### TASK TO COMPLETE
Entries must be copied exactly, with nothing left out.

### PROVIDED RECORDS
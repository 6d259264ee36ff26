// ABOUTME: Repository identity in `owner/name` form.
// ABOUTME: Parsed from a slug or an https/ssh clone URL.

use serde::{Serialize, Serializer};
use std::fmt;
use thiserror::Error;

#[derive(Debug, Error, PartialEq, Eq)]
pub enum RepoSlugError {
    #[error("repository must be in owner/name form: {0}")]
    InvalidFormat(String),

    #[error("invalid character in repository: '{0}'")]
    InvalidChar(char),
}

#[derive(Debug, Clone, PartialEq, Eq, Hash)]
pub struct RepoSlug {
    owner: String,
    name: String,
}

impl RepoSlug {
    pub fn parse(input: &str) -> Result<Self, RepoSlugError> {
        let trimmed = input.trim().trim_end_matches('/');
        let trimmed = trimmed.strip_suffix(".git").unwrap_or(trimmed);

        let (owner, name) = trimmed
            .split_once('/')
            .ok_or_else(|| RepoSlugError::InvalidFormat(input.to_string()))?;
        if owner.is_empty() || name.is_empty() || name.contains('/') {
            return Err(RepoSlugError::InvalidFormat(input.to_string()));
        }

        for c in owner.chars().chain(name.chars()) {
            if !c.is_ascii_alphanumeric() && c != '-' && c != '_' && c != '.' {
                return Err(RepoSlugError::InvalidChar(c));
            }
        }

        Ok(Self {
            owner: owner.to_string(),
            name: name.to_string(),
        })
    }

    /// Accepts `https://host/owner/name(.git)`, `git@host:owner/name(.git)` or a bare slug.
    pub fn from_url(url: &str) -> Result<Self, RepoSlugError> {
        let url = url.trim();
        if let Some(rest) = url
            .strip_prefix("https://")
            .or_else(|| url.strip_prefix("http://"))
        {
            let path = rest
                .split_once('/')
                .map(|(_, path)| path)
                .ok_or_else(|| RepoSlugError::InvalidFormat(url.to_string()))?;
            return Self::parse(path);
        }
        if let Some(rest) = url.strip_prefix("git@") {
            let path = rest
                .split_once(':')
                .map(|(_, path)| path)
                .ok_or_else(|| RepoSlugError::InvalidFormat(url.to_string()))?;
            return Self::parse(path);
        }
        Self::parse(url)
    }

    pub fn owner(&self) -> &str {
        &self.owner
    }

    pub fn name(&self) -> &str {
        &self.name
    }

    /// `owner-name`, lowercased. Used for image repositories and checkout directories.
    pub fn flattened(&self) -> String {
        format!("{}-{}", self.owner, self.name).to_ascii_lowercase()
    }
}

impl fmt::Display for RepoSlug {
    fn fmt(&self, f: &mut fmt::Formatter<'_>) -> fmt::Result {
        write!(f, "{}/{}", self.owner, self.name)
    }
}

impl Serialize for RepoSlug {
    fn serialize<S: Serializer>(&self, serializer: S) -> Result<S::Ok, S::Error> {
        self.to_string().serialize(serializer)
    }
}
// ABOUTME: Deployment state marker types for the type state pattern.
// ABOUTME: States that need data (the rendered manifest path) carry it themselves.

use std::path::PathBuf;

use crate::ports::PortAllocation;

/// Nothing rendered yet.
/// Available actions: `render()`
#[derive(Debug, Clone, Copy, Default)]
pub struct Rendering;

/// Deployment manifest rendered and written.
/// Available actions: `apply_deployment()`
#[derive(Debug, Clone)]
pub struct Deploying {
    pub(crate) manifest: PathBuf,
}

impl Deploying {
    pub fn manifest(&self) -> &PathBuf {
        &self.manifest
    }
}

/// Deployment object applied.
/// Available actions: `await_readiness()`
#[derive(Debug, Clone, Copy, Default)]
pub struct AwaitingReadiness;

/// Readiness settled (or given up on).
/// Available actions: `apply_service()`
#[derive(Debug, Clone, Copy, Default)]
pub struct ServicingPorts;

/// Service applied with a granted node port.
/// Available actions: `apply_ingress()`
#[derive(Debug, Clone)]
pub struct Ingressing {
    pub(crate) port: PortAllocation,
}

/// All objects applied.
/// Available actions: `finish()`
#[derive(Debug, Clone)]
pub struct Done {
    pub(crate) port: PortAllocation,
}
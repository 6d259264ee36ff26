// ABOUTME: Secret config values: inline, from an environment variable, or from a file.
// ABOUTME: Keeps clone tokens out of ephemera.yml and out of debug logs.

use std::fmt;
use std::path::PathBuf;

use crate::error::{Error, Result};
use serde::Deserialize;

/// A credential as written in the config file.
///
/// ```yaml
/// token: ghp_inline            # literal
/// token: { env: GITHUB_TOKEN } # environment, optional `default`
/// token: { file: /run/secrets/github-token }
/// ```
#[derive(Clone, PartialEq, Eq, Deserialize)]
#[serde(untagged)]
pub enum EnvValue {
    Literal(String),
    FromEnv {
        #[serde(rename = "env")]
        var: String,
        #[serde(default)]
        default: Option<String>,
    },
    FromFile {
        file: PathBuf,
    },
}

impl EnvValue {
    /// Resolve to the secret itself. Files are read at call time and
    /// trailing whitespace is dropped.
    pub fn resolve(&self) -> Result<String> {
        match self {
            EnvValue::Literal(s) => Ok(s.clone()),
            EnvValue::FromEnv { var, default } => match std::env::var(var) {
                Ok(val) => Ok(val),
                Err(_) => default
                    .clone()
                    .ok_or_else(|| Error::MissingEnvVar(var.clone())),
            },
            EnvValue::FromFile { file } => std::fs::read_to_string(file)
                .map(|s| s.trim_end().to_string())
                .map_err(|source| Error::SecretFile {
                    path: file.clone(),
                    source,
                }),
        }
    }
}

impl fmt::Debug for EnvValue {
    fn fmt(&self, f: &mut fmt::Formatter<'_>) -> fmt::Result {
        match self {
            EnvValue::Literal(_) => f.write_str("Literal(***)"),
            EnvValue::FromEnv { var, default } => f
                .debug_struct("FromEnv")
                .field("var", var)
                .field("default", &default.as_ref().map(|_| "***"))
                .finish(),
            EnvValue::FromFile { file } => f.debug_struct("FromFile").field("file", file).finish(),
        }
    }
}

### COMPLETED EXERCISE
repository 6d259264ee36ff26
// ABOUTME: Repository identity in `owner/name` form.
// ABOUTME: Parsed from a slug or an https/ssh clone URL.

use serde::{Serialize, Serializer};
use std::fmt;
use thiserror::Error;

#[derive(Debug, Error, PartialEq, Eq)]
pub enum RepoSlugError {
    #[error("repository must be in owner/name form: {0}")]
    InvalidFormat(String),

    #[error("invalid character in repository: '{0}'")]
    InvalidChar(char),
}

#[derive(Debug, Clone, PartialEq, Eq, Hash)]
pub struct RepoSlug {
    owner: String,
    name: String,
}

impl RepoSlug {
    pub fn parse(input: &str) -> Result<Self, RepoSlugError> {
        let trimmed = input.trim().trim_end_matches('/');
        let trimmed = trimmed.strip_suffix(".git").unwrap_or(trimmed);

        let (owner, name) = trimmed
            .split_once('/')
            .ok_or_else(|| RepoSlugError::InvalidFormat(input.to_string()))?;
        if owner.is_empty() || name.is_empty() || name.contains('/') {
            return Err(RepoSlugError::InvalidFormat(input.to_string()));
        }

        for c in owner.chars().chain(name.chars()) {
            if !c.is_ascii_alphanumeric() && c != '-' && c != '_' && c != '.' {
                return Err(RepoSlugError::InvalidChar(c));
            }
        }

        Ok(Self {
            owner: owner.to_string(),
            name: name.to_string(),
        })
    }

    /// Accepts `https://host/owner/name(.git)`, `git@host:owner/name(.git)` or a bare slug.
    pub fn from_url(url: &str) -> Result<Self, RepoSlugError> {
        let url = url.trim();
        if let Some(rest) = url
            .strip_prefix("https://")
            .or_else(|| url.strip_prefix("http://"))
        {
            let path = rest
                .split_once('/')
                .map(|(_, path)| path)
                .ok_or_else(|| RepoSlugError::InvalidFormat(url.to_string()))?;
            return Self::parse(path);
        }
        if let Some(rest) = url.strip_prefix("git@") {
            let path = rest
                .split_once(':')
                .map(|(_, path)| path)
                .ok_or_else(|| RepoSlugError::InvalidFormat(url.to_string()))?;
            return Self::parse(path);
        }
        Self::parse(url)
    }

    pub fn owner(&self) -> &str {
        &self.owner
    }

    pub fn name(&self) -> &str {
        &self.name
    }

    /// `owner-name`, lowercased. Used for image repositories and checkout directories.
    pub fn flattened(&self) -> String {
        format!("{}-{}", self.owner, self.name).to_ascii_lowercase()
    }
}

impl fmt::Display for RepoSlug {
    fn fmt(&self, f: &mut fmt::Formatter<'_>) -> fmt::Result {
        write!(f, "{}/{}", self.owner, self.name)
    }
}

impl Serialize for RepoSlug {
    fn serialize<S: Serializer>(&self, serializer: S) -> Result<S::Ok, S::Error> {
        self.to_string().serialize(serializer)
    }
}
// ABOUTME: Deployment state marker types for the type state pattern.
// ABOUTME: States that need data (the rendered manifest path) carry it themselves.

use std::path::PathBuf;

use crate::ports::PortAllocation;

/// Nothing rendered yet.
/// Available actions: `render()`
#[derive(Debug, Clone, Copy, Default)]
pub struct Rendering;

/// Deployment manifest rendered and written.
/// Available actions: `apply_deployment()`
#[derive(Debug, Clone)]
pub struct Deploying {
    pub(crate) manifest: PathBuf,
}

impl Deploying {
    pub fn manifest(&self) -> &PathBuf {
        &self.manifest
    }
}

/// Deployment object applied.
/// Available actions: `await_readiness()`
#[derive(Debug, Clone, Copy, Default)]
pub struct AwaitingReadiness;

/// Readiness settled (or given up on).
/// Available actions: `apply_service()`
#[derive(Debug, Clone, Copy, Default)]
pub struct ServicingPorts;

/// Service applied with a granted node port.
/// Available actions: `apply_ingress()`
#[derive(Debug, Clone)]
pub struct Ingressing {
    pub(crate) port: PortAllocation,
}

/// All objects applied.
/// Available actions: `finish()`
#[derive(Debug, Clone)]
pub struct Done {
    pub(crate) port: PortAllocation,
}
repository 6d259264ee36ff26
// ABOUTME: Secret config values: inline, from an environment variable, or from a file.
// ABOUTME: Keeps clone tokens out of ephemera.yml and out of debug logs.

use std::fmt;
use std::path::PathBuf;

use crate::error::{Error, Result};
use serde::Deserialize;

/// A credential as written in the config file.
///
/// ```yaml
/// token: ghp_inline            # literal
/// token: { env: GITHUB_TOKEN } # environment, optional `default`
/// token: { file: /run/secrets/github-token }
/// ```
#[derive(Clone, PartialEq, Eq, Deserialize)]
#[serde(untagged)]
pub enum EnvValue {
    Literal(String),
    FromEnv {
        #[serde(rename = "env")]
        var: String,
        #[serde(default)]
        default: Option<String>,
    },
    FromFile {
        file: PathBuf,
    },
}

impl EnvValue {
    /// Resolve to the secret itself. Files are read at call time and
    /// trailing whitespace is dropped.
    pub fn resolve(&self) -> Result<String> {
        match self {
            EnvValue::Literal(s) => Ok(s.clone()),
            EnvValue::FromEnv { var, default } => match std::env::var(var) {
                Ok(val) => Ok(val),
                Err(_) => default
                    .clone()
                    .ok_or_else(|| Error::MissingEnvVar(var.clone())),
            },
            EnvValue::FromFile { file } => std::fs::read_to_string(file)
                .map(|s| s.trim_end().to_string())
                .map_err(|source| Error::SecretFile {
                    path: file.clone(),
                    source,
                }),
        }
    }
}

impl fmt::Debug for EnvValue {
    fn fmt(&self, f: &mut fmt::Formatter<'_>) -> fmt::Result {
        match self {
            EnvValue::Literal(_) => f.write_str("Literal(***)"),
            EnvValue::FromEnv { var, default } => f
                .debug_struct("FromEnv")
                .field("var", var)
                .field("default", &default.as_ref().map(|_| "***"))
                .finish(),
            EnvValue::FromFile { file } => f.debug_struct("FromFile").field("file", file).finish(),
        }
    }
}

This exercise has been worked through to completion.